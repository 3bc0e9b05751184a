use phonefix_types::outcome::NumberClass;
use phonefix_types::tags::CONTACT_PREFIX;

/// A tag key the analyser reads: `[contact:]{phone|fax|mobile}[_<digits>]`.
#[derive(Debug, Clone, Copy, PartialEq, Eq)]
pub struct UsableKey<'a> {
    pub key: &'a str,
    pub prefixed: bool,
    pub class: NumberClass,
}

impl<'a> UsableKey<'a> {
    pub fn parse(key: &'a str) -> Option<Self> {
        let (prefixed, rest) = match key.strip_prefix(CONTACT_PREFIX) {
            Some(rest) => (true, rest),
            None => (false, key),
        };

        let (root, suffix) = match rest.split_once('_') {
            Some((root, suffix)) => (root, Some(suffix)),
            None => (rest, None),
        };

        if let Some(suffix) = suffix
            && (suffix.is_empty() || !suffix.bytes().all(|b| b.is_ascii_digit()))
        {
            return None;
        }

        let class = NumberClass::from_key_root(root)?;
        Some(Self {
            key,
            prefixed,
            class,
        })
    }

    /// Key without the `contact:` prefix, suffix included.
    pub fn class_root(&self) -> &'a str {
        class_root(self.key)
    }
}

pub fn is_usable_key(key: &str) -> bool {
    UsableKey::parse(key).is_some()
}

/// Strips a leading `contact:` prefix.
pub fn class_root(key: &str) -> &str {
    key.strip_prefix(CONTACT_PREFIX).unwrap_or(key)
}
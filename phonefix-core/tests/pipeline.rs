use camino::Utf8PathBuf;
use phonefix_core::adapters::{InMemoryFeatureSource, JsonFeatureSource, RecordingChangeSink};
use phonefix_core::config::{CONFIG_FILE_NAME, load_or_default};
use phonefix_core::geocode::CachedRegionLookup;
use phonefix_core::pipeline::{check_features, run_check, run_fix, run_scheme_switch};
use phonefix_core::settings::{CheckSettings, SettingsOverrides};
use phonefix_testkit::{BERLIN, FixtureParser, FixtureTerritories, SZEGED, feature};
use phonefix_types::issue::IssueCode;
use phonefix_types::report::ReportStatus;
use phonefix_types::tags::{Feature, Tag};
use pretty_assertions::assert_eq;
use tempfile::TempDir;

fn temp_root() -> (TempDir, Utf8PathBuf) {
    let temp = TempDir::new().unwrap();
    let root = Utf8PathBuf::from_path_buf(temp.path().to_path_buf()).unwrap();
    (temp, root)
}

fn lookup() -> CachedRegionLookup<FixtureTerritories> {
    CachedRegionLookup::new(FixtureTerritories::new())
}

fn write_features(root: &Utf8PathBuf, name: &str, features: &[Feature]) {
    let json = serde_json::to_string_pretty(features).unwrap();
    std::fs::write(root.join(name), json).unwrap();
}

#[test]
fn config_drives_settings_end_to_end() {
    let (_temp, root) = temp_root();
    std::fs::write(
        root.join(CONFIG_FILE_NAME),
        "[scheme]\nforce_contact = false\n\n[region]\ndefault = \"HU\"\n",
    )
    .unwrap();
    write_features(
        &root,
        "shops.json",
        &[feature("n1", "", &[("phone", "06 62 800 800")])],
    );

    let settings = load_or_default(&root).unwrap().into_settings();
    assert_eq!(settings.default_region.as_deref(), Some("HU"));

    let outcome = run_check(
        &settings,
        &JsonFeatureSource::new(root.clone()),
        &FixtureParser::new(),
        &lookup(),
    )
    .unwrap();

    let fr = &outcome.report.features[0];
    assert_eq!(fr.region, "HU");
    assert_eq!(fr.issues[0].message, "not in E.123 format");
    assert_eq!(
        outcome.changes[0].changes,
        vec![Tag::new("phone", "+36 62 800 800")]
    );
}

#[test]
fn region_comes_from_center() {
    let features = vec![
        feature("n1", "", &[("contact:phone", "+36 62 800 800")]).with_center(SZEGED),
        feature("n2", "", &[("contact:phone", "+36 62 800 800")]).with_center(BERLIN),
    ];
    let outcome = check_features(
        &CheckSettings::default(),
        &features,
        &FixtureParser::new(),
        &lookup(),
    );

    // Only the Berlin feature has a foreign number.
    assert_eq!(outcome.report.features.len(), 1);
    let fr = &outcome.report.features[0];
    assert_eq!(fr.feature_id, "n2");
    assert_eq!(fr.region, "DE");
    assert_eq!(fr.issues[0].code, IssueCode::WrongRegion);
    assert_eq!(outcome.report.verdict.status, ReportStatus::Warn);
}

#[test]
fn fixed_features_check_clean() {
    let mut features = vec![
        feature("n1", "HU", &[("phone", "+3662800800, +36 20 920 9000")]),
        feature("n2", "HU", &[("phone", "+36 1 234 5678;+36 1 234 5678"), ("fax", "+36 62 800 800")]),
        feature("n3", "DE", &[("mobile", "+49 151 23456789"), ("phone_2", "+49 30 1234567")]),
    ];
    let parser = FixtureParser::new();
    let regions = lookup();
    let settings = CheckSettings::default();

    let sink = RecordingChangeSink::new();
    let outcome = run_fix(
        &settings,
        &InMemoryFeatureSource::new(features.clone()),
        &parser,
        &regions,
        &sink,
    )
    .unwrap();
    assert_eq!(outcome.applied, 3);

    for change in sink.changes() {
        let f = features
            .iter_mut()
            .find(|f| f.id == change.feature_id)
            .unwrap();
        f.tags.apply(&change);
    }

    let recheck = check_features(&settings, &features, &parser, &regions);
    assert_eq!(recheck.report.verdict.status, ReportStatus::Pass);
    assert!(recheck.changes.is_empty());
}

#[test]
fn rejected_only_feature_is_reported_but_not_emptied() {
    let features = vec![feature("n1", "HU", &[("phone", "+36 90 317 282")])];
    let outcome = check_features(
        &CheckSettings::default(),
        &features,
        &FixtureParser::new(),
        &lookup(),
    );

    let fr = &outcome.report.features[0];
    let codes: Vec<_> = fr.issues.iter().map(|i| i.code).collect();
    assert_eq!(codes, vec![IssueCode::PremiumRate, IssueCode::Fixable]);
    assert!(fr.proposed_changes.is_empty());
    assert!(outcome.changes.is_empty());
}

#[test]
fn autofix_override_marks_fixable_issues() {
    let settings = CheckSettings::default().with_overrides(SettingsOverrides {
        autofix: Some(true),
        ..Default::default()
    });
    let features = vec![feature("n1", "HU", &[("phone", "+36 62 800 800,+36 1 234 5678")])];
    let outcome = check_features(&settings, &features, &FixtureParser::new(), &lookup());

    let fr = &outcome.report.features[0];
    let fixable: Vec<_> = fr
        .issues
        .iter()
        .filter(|i| i.fixable)
        .map(|i| i.code)
        .collect();
    assert_eq!(fixable, vec![IssueCode::BadSeparator, IssueCode::Fixable]);
}

#[test]
fn report_serializes_without_empty_sections() {
    let outcome = check_features(
        &CheckSettings::default(),
        &[feature("n1", "HU", &[("contact:phone", "+36 62 800 800")])],
        &FixtureParser::new(),
        &lookup(),
    );
    let json = serde_json::to_value(&outcome.report).unwrap();

    assert_eq!(json["verdict"]["status"], "pass");
    assert!(json.get("skipped").is_none());
    assert!(json.get("inputs_failed").is_none());
    assert_eq!(json["features"], serde_json::json!([]));
}

#[test]
fn scheme_switch_over_directory() {
    let (_temp, root) = temp_root();
    write_features(
        &root,
        "a.json",
        &[feature(
            "n1",
            "HU",
            &[("website", "https://example.hu"), ("phone", "+36 62 800 800")],
        )],
    );
    std::fs::write(root.join("b.json"), "[").unwrap();

    let sink = RecordingChangeSink::new();
    let outcome = run_scheme_switch(&JsonFeatureSource::new(root), &sink).unwrap();
    assert_eq!(outcome.applied, 1);
    assert_eq!(outcome.inputs_failed.len(), 1);
    assert!(outcome.inputs_failed[0].path.ends_with("b.json"));

    let change = &sink.changes()[0];
    assert_eq!(
        change.changes,
        vec![
            Tag::new("phone", ""),
            Tag::new("contact:phone", "+36 62 800 800"),
            Tag::new("website", ""),
            Tag::new("contact:website", "https://example.hu"),
        ]
    );
}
════════════════════
* WHAT THE TASK ASKS:
Print exactly the lines above from the one with "use phonefix_types::report::ReportStatus;" to the one with "let json = serde_json::to_string_pretty(features).unwrap();", including both.

* SOLUTION BELOW:
use phonefix_types::report::ReportStatus;
use phonefix_types::tags::{Feature, Tag};
use pretty_assertions::assert_eq;
use tempfile::TempDir;

fn temp_root() -> (TempDir, Utf8PathBuf) {
    let temp = TempDir::new().unwrap();
    let root = Utf8PathBuf::from_path_buf(temp.path().to_path_buf()).unwrap();
    (temp, root)
}

fn lookup() -> CachedRegionLookup<FixtureTerritories> {
    CachedRegionLookup::new(FixtureTerritories::new())
}

fn write_features(root: &Utf8PathBuf, name: &str, features: &[Feature]) {
    let json = serde_json::to_string_pretty(features).unwrap();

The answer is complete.